How to: Detect text language using Azure AI Language service
The Azure AI Language service provides developers with an API for common text analysis techniques, such as the ability to detect language from text, perform sentiment analysis, key phrase extraction, and named entity recognition and linking.
Provisioning
The first step in analyzing text with Azure AI Language is provisioning a Language service
resource in Azure. For testing purposes you can use the Free F0
tier which has a limit of 5000 transactions per month.
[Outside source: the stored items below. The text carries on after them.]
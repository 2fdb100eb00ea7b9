use std::path::PathBuf;

use axum::Json;
use axum::body::Body;
use axum::extract::{DefaultBodyLimit, Multipart, Path, State};
use axum::http::{HeaderMap, StatusCode, header};
use axum::response::{IntoResponse, Response};
use tokio::io::AsyncWriteExt;
use tokio_util::io::ReaderStream;
use tracing::instrument;
use uuid::Uuid;

use crate::config::ServerConfig;
use crate::error::{AppError, ErrorBody};
use crate::extractors::json::AppJson;
use crate::models::file::{FileRecordResponse, RefRequest, UpdateFileDetailsRequest};
use crate::state::AppState;
use crate::utils::filename::{
    content_disposition_value, encode_path_segments, validate_original_filename,
};

/// Allowance for multipart boundaries and the `ref` part on top of the file itself.
const MULTIPART_OVERHEAD: usize = 64 * 1024;

/// Body limit for the upload route, derived from the configured file size cap.
pub fn upload_body_limit(max_upload_size: u64) -> DefaultBodyLimit {
    let max = usize::try_from(max_upload_size).unwrap_or(usize::MAX);
    DefaultBodyLimit::max(max.saturating_add(MULTIPART_OVERHEAD))
}

#[utoipa::path(
    post,
    path = "/api/files/",
    tag = "Files",
    operation_id = "uploadFile",
    summary = "Upload a file at a reference path",
    description = "Stores the `file` multipart part at the reference path given in the `ref` part. \
        The part's filename is recorded as the original filename. \
        An existing file at the same reference path is never replaced.",
    request_body(content_type = "multipart/form-data", description = "`file` and `ref` parts"),
    responses(
        (status = 201, description = "File stored", body = FileRecordResponse),
        (status = 400, description = "Empty file, missing part or invalid reference (VALIDATION_ERROR)", body = ErrorBody),
        (status = 409, description = "Reference path already taken (CONFLICT)", body = ErrorBody),
        (status = 413, description = "File exceeds the upload limit (PAYLOAD_TOO_LARGE)", body = ErrorBody),
    ),
)]
#[instrument(skip(state, multipart))]
pub async fn upload_file(
    State(state): State<AppState>,
    mut multipart: Multipart,
) -> Result<impl IntoResponse, AppError> {
    let mut upload: Option<(PathBuf, Option<String>)> = None;
    let mut ref_path: Option<String> = None;

    let parsed = async {
        while let Some(field) = multipart
            .next_field()
            .await
            .map_err(|e| AppError::Validation(format!("Multipart error: {e}")))?
        {
            match field.name() {
                Some("file") => {
                    if upload.is_some() {
                        return Err(AppError::Validation("Duplicate 'file' field".into()));
                    }
                    let file_name = field.file_name().map(str::to_owned);
                    let temp_path = spool_field(field, state.storage.max_upload_size()).await?;
                    upload = Some((temp_path, file_name));
                }
                Some("ref") => {
                    let text = field
                        .text()
                        .await
                        .map_err(|e| AppError::Validation(format!("Failed to read 'ref': {e}")))?;
                    ref_path = Some(text);
                }
                _ => {}
            }
        }
        Ok::<_, AppError>(())
    }
    .await;

    let result = async {
        parsed?;
        let (temp_path, file_name) = upload
            .as_ref()
            .ok_or_else(|| AppError::Validation("Missing 'file' field".into()))?;
        let ref_path = ref_path
            .as_deref()
            .filter(|r| !r.trim().is_empty())
            .ok_or_else(|| AppError::Validation("Missing 'ref' field".into()))?;

        let file = tokio::fs::File::open(temp_path)
            .await
            .map_err(|e| AppError::Internal(format!("Failed to reopen temp file: {e}")))?;
        let record = state
            .storage
            .store(file, file_name.as_deref().unwrap_or_default(), ref_path)
            .await?;

        Ok::<_, AppError>((StatusCode::CREATED, Json(FileRecordResponse::from(record))))
    }
    .await;

    if let Some((temp_path, _)) = &upload {
        // Best effort.
        let _ = tokio::fs::remove_file(temp_path).await;
    }

    result
}

#[utoipa::path(
    get,
    path = "/api/files/image-url",
    tag = "Files",
    operation_id = "getImageUrl",
    summary = "Build the download URL for a reference path",
    request_body = RefRequest,
    responses(
        (status = 200, description = "Download URL", body = String, content_type = "text/plain"),
        (status = 400, description = "Malformed body (VALIDATION_ERROR)", body = ErrorBody),
    ),
)]
#[instrument(skip(state, headers, req), fields(ref_path = %req.ref_path))]
pub async fn get_image_url(
    State(state): State<AppState>,
    headers: HeaderMap,
    AppJson(req): AppJson<RefRequest>,
) -> Result<String, AppError> {
    let base = public_base_url(&state.config.server, &headers)?;
    Ok(file_url(&base, &req.ref_path))
}

#[utoipa::path(
    get,
    path = "/api/files/images/{ref_path}",
    tag = "Files",
    operation_id = "serveFile",
    summary = "Download a stored file",
    description = "The remainder of the URL after `/api/files/images/` is the reference path \
        and may contain `/`.",
    params(("ref_path" = String, Path, description = "Reference path of the file")),
    responses(
        (status = 200, description = "File content", content_type = "application/octet-stream"),
        (status = 400, description = "Invalid reference (VALIDATION_ERROR)", body = ErrorBody),
        (status = 404, description = "No such file (NOT_FOUND)", body = ErrorBody),
    ),
)]
#[instrument(skip(state))]
pub async fn serve_file(
    State(state): State<AppState>,
    Path(ref_path): Path<String>,
) -> Result<Response, AppError> {
    let resource = state.storage.load_as_resource(&ref_path).await?;
    let content_type = mime_guess::from_path(&resource.ref_path).first_or_octet_stream();

    Response::builder()
        .status(StatusCode::OK)
        .header(header::CONTENT_TYPE, content_type.to_string())
        .header(header::CONTENT_LENGTH, resource.len.to_string())
        .header(
            header::CONTENT_DISPOSITION,
            content_disposition_value(&resource.ref_path),
        )
        .body(Body::from_stream(ReaderStream::new(resource.file)))
        .map_err(|e| AppError::Internal(format!("Failed to build response: {e}")))
}

#[utoipa::path(
    get,
    path = "/api/files/image-url-list",
    tag = "Files",
    operation_id = "getImageUrlList",
    summary = "List download URLs for every file under a directory",
    description = "An empty `ref` lists the whole store.",
    request_body = RefRequest,
    responses(
        (status = 200, description = "Download URLs", body = Vec<String>),
        (status = 400, description = "Invalid reference (VALIDATION_ERROR)", body = ErrorBody),
        (status = 500, description = "Directory cannot be walked (INTERNAL_ERROR)", body = ErrorBody),
    ),
)]
#[instrument(skip(state, headers, req), fields(ref_path = %req.ref_path))]
pub async fn get_image_url_list(
    State(state): State<AppState>,
    headers: HeaderMap,
    AppJson(req): AppJson<RefRequest>,
) -> Result<Json<Vec<String>>, AppError> {
    let base = public_base_url(&state.config.server, &headers)?;
    let listing = state
        .storage
        .load_all_files_under_path(&req.ref_path)
        .await?;

    // The directory walk does blocking I/O.
    let paths = tokio::task::spawn_blocking(move || listing.collect::<Result<Vec<_>, _>>())
        .await
        .map_err(|e| AppError::Internal(format!("Listing task failed: {e}")))??;

    Ok(Json(paths.iter().map(|p| file_url(&base, p)).collect()))
}

#[utoipa::path(
    delete,
    path = "/api/files/",
    tag = "Files",
    operation_id = "deleteFile",
    summary = "Delete a stored file and its record",
    request_body = RefRequest,
    responses(
        (status = 204, description = "File deleted"),
        (status = 400, description = "Invalid reference (VALIDATION_ERROR)", body = ErrorBody),
        (status = 404, description = "No record for the reference path (NOT_FOUND)", body = ErrorBody),
    ),
)]
#[instrument(skip(state, req), fields(ref_path = %req.ref_path))]
pub async fn delete_file(
    State(state): State<AppState>,
    AppJson(req): AppJson<RefRequest>,
) -> Result<StatusCode, AppError> {
    state.storage.delete_file(&req.ref_path).await?;
    Ok(StatusCode::NO_CONTENT)
}

#[utoipa::path(
    get,
    path = "/api/files/details/{stored_filename}",
    tag = "Files",
    operation_id = "getFileDetails",
    summary = "Get the record of a stored file",
    params(("stored_filename" = String, Path, description = "Last segment of the stored path")),
    responses(
        (status = 200, description = "File record", body = FileRecordResponse),
        (status = 404, description = "No record (NOT_FOUND)", body = ErrorBody),
    ),
)]
#[instrument(skip(state))]
pub async fn get_file_details(
    State(state): State<AppState>,
    Path(stored_filename): Path<String>,
) -> Result<Json<FileRecordResponse>, AppError> {
    let record = state.storage.get_file_details(&stored_filename).await?;
    Ok(Json(record.into()))
}

#[utoipa::path(
    patch,
    path = "/api/files/details/{stored_filename}",
    tag = "Files",
    operation_id = "updateFileDetails",
    summary = "Rename the original filename of a stored file",
    params(("stored_filename" = String, Path, description = "Last segment of the stored path")),
    request_body = UpdateFileDetailsRequest,
    responses(
        (status = 200, description = "Updated record", body = FileRecordResponse),
        (status = 400, description = "Invalid filename (VALIDATION_ERROR)", body = ErrorBody),
        (status = 404, description = "No record (NOT_FOUND)", body = ErrorBody),
    ),
)]
#[instrument(skip(state, req))]
pub async fn update_file_details(
    State(state): State<AppState>,
    Path(stored_filename): Path<String>,
    AppJson(req): AppJson<UpdateFileDetailsRequest>,
) -> Result<Json<FileRecordResponse>, AppError> {
    let original_filename = validate_original_filename(&req.original_filename)
        .map_err(|e| AppError::Validation(e.message().into()))?;

    let record = state
        .storage
        .update_file_details(&stored_filename, original_filename)
        .await?;
    Ok(Json(record.into()))
}

/// Stream a multipart field into a temp file and return its path.
///
/// The `ref` part may arrive after the file, so the bytes are parked on disk
/// until both are known.
async fn spool_field(
    mut field: axum::extract::multipart::Field<'_>,
    max_size: u64,
) -> Result<PathBuf, AppError> {
    let temp_path = std::env::temp_dir().join(format!("refstore-upload-{}", Uuid::new_v4()));

    let result = async {
        let mut temp_file = tokio::fs::File::create(&temp_path)
            .await
            .map_err(|e| AppError::Internal(format!("Failed to create temp file: {e}")))?;

        let mut total_size: u64 = 0;

        while let Some(chunk) = field
            .chunk()
            .await
            .map_err(|e| AppError::Validation(format!("Upload read error: {e}")))?
        {
            total_size += chunk.len() as u64;
            if total_size > max_size {
                return Err(AppError::PayloadTooLarge(format!(
                    "File exceeds maximum size of {max_size} bytes"
                )));
            }
            temp_file
                .write_all(&chunk)
                .await
                .map_err(|e| AppError::Internal(format!("Temp file write failed: {e}")))?;
        }

        temp_file
            .flush()
            .await
            .map_err(|e| AppError::Internal(format!("Temp file flush failed: {e}")))
    }
    .await;

    match result {
        Ok(()) => Ok(temp_path),
        Err(e) => {
            let _ = tokio::fs::remove_file(&temp_path).await;
            Err(e)
        }
    }
}

/// Origin that download URLs are built on: the configured public URL, or the
/// scheme and `Host` of the current request.
fn public_base_url(server: &ServerConfig, headers: &HeaderMap) -> Result<String, AppError> {
    if let Some(public_url) = &server.public_url {
        return Ok(public_url.trim_end_matches('/').to_owned());
    }

    let host = headers
        .get(header::HOST)
        .and_then(|h| h.to_str().ok())
        .ok_or_else(|| AppError::Validation("Missing Host header".into()))?;
    let scheme = headers
        .get("x-forwarded-proto")
        .and_then(|h| h.to_str().ok())
        .filter(|s| matches!(*s, "http" | "https"))
        .unwrap_or("http");

    Ok(format!("{scheme}://{host}"))
}

fn file_url(base: &str, ref_path: &str) -> String {
    format!("{base}/api/files/images/{}", encode_path_segments(ref_path))
}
Besides the tier limits, you should also take into account the request limits:
- you can send a maximum of 1000 documents per request
- and each document can have a maximum length of 5120 characters
After the resource is created, navigate to Keys and Endpoint to retrieve your endpoint URL and your authorization key (any of the two will work). We will need these later when we start making calls to the API.
Detect language API
The language detection API takes in one or more text documents, and for each of them it provides in return the detected language along with a confidence score. This can be useful when dealing with arbitrary text input, when you don’t know the language of the text, and that could play an important role in subsequent analysis or actions. For example, in a chat bot scenario, you might use this information to assist the user in their own language.
Each input document is made up of it’s text
content and a unique id
(unique in the context of this request). Additionally, you can provide a countryHint
for each of the input documents to improve the prediction performance.
Let’s look at a sample JSON payload:
{
"kind": "LanguageDetection",
"parameters": {
"modelVersion": "latest"
},
"analysisInput": {
"documents": [
{
"id": "1",
"text": "Good morning",
"countryHint": "US"
},
{
"id": "2",
"text": "Hello, je m'appelle Marius!"
}
]
}
}
Code language: JSON / JSON with Comments (json)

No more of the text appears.